HAMBRE, FRIO Y SANGRE


Somos hambre, frio y sangre
Hambre…
de sentimiento sin ambages,
de corazones anhelantes,
latiendo sobre la tarde,
hambre…
de comprensión y coraje,
de abrazos indulgentes
ofrecidos mansamente
por la más querida gente.

Frio…
por el oscuro viaje
repleto de tempestades,
por los seres inocentes
sin futuro ni equipaje,
Frio…
Por las guerras inconscientes
que aniquilan tan cruelmente
la bondad de los valientes
con su locura indolente.

Sangre…
para afrontar adversidades,
para amar a los iguales
y soportar las maldades
que infligen los intolerantes,
Sangre…
que fluye como torrente
de vida inagotable,
porque es inalienable
que somos… hambre, frio y sangre.


SIN TECHO

Una sonrisa robó mi alma
desarmó mi viejo corazón
arañó mi vida acomodada
arrancando mi justa compasión.
Era la calle su triste casa
con todas las ventanas abiertas
a la helada noche y su fría voz,
me miró con los ojos limpios
como el cristal del nuevo rocío
que al amanecer da su esplendor.

El semblante de su joven rostro
no delataba su falta de amor
ni su hambre, ni su frio, ni el dolor,
humilde saludó mis pasos
y con su mano abierta me dijo adiós.
No era su tristeza la que habló
o mejor dicho la que se calló
el brillo de su oscura mirada
solamente delataba su ilusión
dejando perpleja a mi razón.

Sin nada ni nadie a su alrededor
con esa manta sucia y raída 
que le ofrecía su tibio calor,
con esa libertad abatida
como el vuelo de gaviota herida
que a pesar de toda desdicha
despliega sus alas con gran fervor.
Que inmensa grandeza la de su interior
que a pesar de su injusta pobreza
me miró, me sonrió, me enamoró.



Esperanza Mira Picó escritora, poeta y rapsoda natural de Barcelona y residente en Sax (Alicante). En 1975 se traslada a Valencia donde cursa estudios de inglés y francés en la Escuela Oficial de Idiomas, así como Relaciones Públicas y Programación de ordenadores.
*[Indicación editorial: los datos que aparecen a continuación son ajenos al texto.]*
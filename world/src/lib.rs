mod mapfile;
pub use mapfile::{MapFile, MapHeader, Room, TileRef, WorldBounds};

mod rooms;
pub use rooms::{RoomDescriptor, descriptor};

/// Width of a single room in tiles.
pub const ROOM_WIDTH: i32 = 40;
/// Height of a single room in tiles.
pub const ROOM_HEIGHT: i32 = 24;
/// Number of tile references in one room record.
pub const ROOM_TILES: usize = (ROOM_WIDTH * ROOM_HEIGHT) as usize;
/// Edge length of the square tile atlas in tiles.
pub const ATLAS_TILES: i32 = 32;
/// Version tag of the map format this crate decodes.
pub const MAP_VERSION: u16 = 0x0201;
Su primer recital tuvo lugar en Valencia el día 9 de febrero de 1977 bajo la supervisión del ilustre poeta valenciano don Vicente Casp Verger cuando contaba con 19 años de edad.

Desde entonces hasta hoy, ha ido en aumento su pasión por la poesía, plasmándose algunos de sus trabajos en su primer libro: “ONIL VERSO A VERSO” y en un segundo poemario “CLAROSCURO”. Colaborando, además, en varios eventos y publicaciones literarias, tanto en verso como en prosa. Cuenta con un accésit del Ateneo de las Artes y las Ciencias de Alicante, otorgado en enero de 2017 por su trabajo poético “Vivencias”.